Dehydration occurs when you lose more water via sweat and urine than you’ve taken in, can be especially dangerous for older adults. A lack of sufficient fluid in the body can temporarily cause confusion and put you at risk for falls.
Dehydration can be challenging to detect as we age because classic signs such as dry mouth, thirst, fatigue and skin that doesn’t spring back quickly when pinched can also be caused by other factors. A 2015 review of research by the independent Cochrane Collaboration found that there was no one reliable test for dehydration.
How much – and what – should you drink? There is really no rule, that’s appropriate, can vary a great bit from person to person. The heavier, taller, and more active you are the more fluids you need to take in to cover your losses.
Drink before you feel parched.
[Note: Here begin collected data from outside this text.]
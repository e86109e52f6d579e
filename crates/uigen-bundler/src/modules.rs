//! ES module syntax to registry calls.
//!
//! Import declarations are hoisted to the first line as one
//! `const __imp_N = __require(id)` per imported module, and every use of an
//! imported name reads through that namespace (see [`crate::scope`]).
//! Exports become getters registered on the module's exports object, and
//! `import("x")` becomes a promise of the required module. Specifiers are
//! kept symbolic here ([`Piece::Require`]) and only turned into registry
//! ids when the bundle is linked, so the rewritten module does not depend
//! on the rest of the project and can be cached by content.

use crate::jsx::quote_js;
use crate::lexer::{LexResult, SyntaxError, TokenKind, Tokens, newlines, tokenize};
use crate::scope::{Edit, ImportedBinding, NAMESPACE_PREFIX, live_references};
use std::collections::{HashMap, HashSet};
use std::fmt::Write as _;
use std::ops::Range;

/// Registry lookup function in compiled output.
pub(crate) const REQUIRE: &str = "__require";

/// Local that holds an anonymous default export.
const DEFAULT_LOCAL: &str = "__default";

/// A fragment of rewritten module code.
#[derive(Debug, Clone, PartialEq, Eq)]
pub(crate) enum Piece {
    Code(String),
    /// `__require(<id of specifiers[n]>)`
    Require(usize),
}

/// Where an exported binding comes from.
#[derive(Debug, Clone, PartialEq, Eq)]
pub(crate) enum ExportSource {
    /// Expression evaluated in the module's own scope
    Local(String),
    /// Re-export of `name` (or the whole namespace) from another module
    Reexport { specifier: usize, name: Option<String> },
}

#[derive(Debug, Clone, PartialEq, Eq)]
pub(crate) struct Export {
    pub name: String,
    pub source: ExportSource,
}

/// A module with imports and exports rewritten.
#[derive(Debug, Clone, Default, PartialEq, Eq)]
pub(crate) struct ModuleSource {
    pub pieces: Vec<Piece>,
    /// Unique specifiers: static imports first, then the rest in order of
    /// appearance
    pub specifiers: Vec<String>,
    pub exports: Vec<Export>,
}

impl ModuleSource {
    /// Module whose only export is `default`, bound to `expression`.
    pub fn from_default(code: String, expression: &str) -> Self {
        Self {
            pieces: vec![Piece::Code(code)],
            specifiers: Vec::new(),
            exports: vec![Export {
                name: "default".to_string(),
                source: ExportSource::Local(expression.to_string()),
            }],
        }
    }

    pub fn has_default_export(&self) -> bool {
        self.exports.iter().any(|e| e.name == "default")
    }

    /// Module body with specifier `n` replaced by `ids[n]`.
    pub fn render_body(&self, ids: &[String]) -> String {
        let mut out = String::new();
        for piece in &self.pieces {
            match piece {
                Piece::Code(code) => out.push_str(code),
                Piece::Require(n) => out.push_str(&require(ids, *n)),
            }
        }
        out
    }

    /// Object literal of export getters, e.g. `{ "default": () => App }`.
    pub fn render_exports(&self, ids: &[String]) -> String {
        let entries: Vec<String> = self
            .exports
            .iter()
            .map(|export| {
                let value = match &export.source {
                    ExportSource::Local(expression) => expression.clone(),
                    ExportSource::Reexport {
                        specifier,
                        name: Some(name),
                    } => format!("{}[{}]", require(ids, *specifier), quote_js(name)),
                    ExportSource::Reexport {
                        specifier,
                        name: None,
                    } => require(ids, *specifier),
                };
                format!("{}: () => {value}", quote_js(&export.name))
            })
            .collect();
        format!("{{ {} }}", entries.join(", "))
    }
}

fn require(ids: &[String], n: usize) -> String {
    let id = ids.get(n).map_or("", String::as_str);
    format!("{REQUIRE}({})", quote_js(id))
}

/// Rewrites the import and export syntax of `src`.
pub(crate) fn rewrite(src: &str) -> LexResult<ModuleSource> {
    let mut rewriter = Rewriter {
        tokens: Tokens::new(src, tokenize(src)?),
        cursor: 0,
        module: ModuleSource::default(),
        imports: Vec::new(),
        bound: HashMap::new(),
        edits: Vec::new(),
        next_edit: 0,
    };
    rewriter.scan_imports()?;
    let skip: Vec<Range<usize>> = rewriter.imports.iter().map(|d| d.tokens.clone()).collect();
    rewriter.edits = live_references(&rewriter.tokens, &rewriter.bound, &skip);
    rewriter.emit_imports();
    rewriter.run()?;
    rewriter.copy_to(src.len());
    Ok(rewriter.module)
}

struct Rewriter<'a> {
    tokens: Tokens<'a>,
    /// Byte offset up to which the source has been emitted
    cursor: usize,
    module: ModuleSource,
    imports: Vec<ImportDeclaration>,
    /// Imported local names
    bound: HashMap<String, ImportedBinding>,
    /// Live reads of imported names, by position
    edits: Vec<Edit>,
    next_edit: usize,
}

/// Parsed `import` clause bindings.
#[derive(Debug, Default)]
struct Bindings {
    default: Option<String>,
    namespace: Option<String>,
    named: Vec<(String, String)>,
}

impl Bindings {
    const fn is_empty(&self) -> bool {
        self.default.is_none() && self.namespace.is_none() && self.named.is_empty()
    }
}

/// A top-level `import` declaration.
#[derive(Debug)]
struct ImportDeclaration {
    /// Token range of the declaration, trailing `;` included
    tokens: Range<usize>,
    specifier: usize,
    bindings: Bindings,
}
By the time you feel thirsty, you might be dehydrated.
Sip small amounts throughout the day. Carrying a water bottle with you can help remind you to drink.
Include other beverages and foods. All beverages(other than alcoholic drinks) will hydrate you, and that includes caffeinated drinks. Coffee and tea are mild diuretics, they can cause you to urinate more. But they will add more to your liquid stores than you will lose. Soups, fruits and vegetables are also good sources of liquid.
Take your health into consideration. Ask your doctor whether medical conditions you have or medications you take affect your hydration needs.
A 2016 study in the Annals of Family Medicine found that obese people were more likely to be inadequately hydrated as well. Having dementia, Parkinson’s disease or a stroke can also increase the chance of dehydration.
Florida with its high temps/humidity increase the risk for all to be dehydrated…Play it safe…stay hydrated.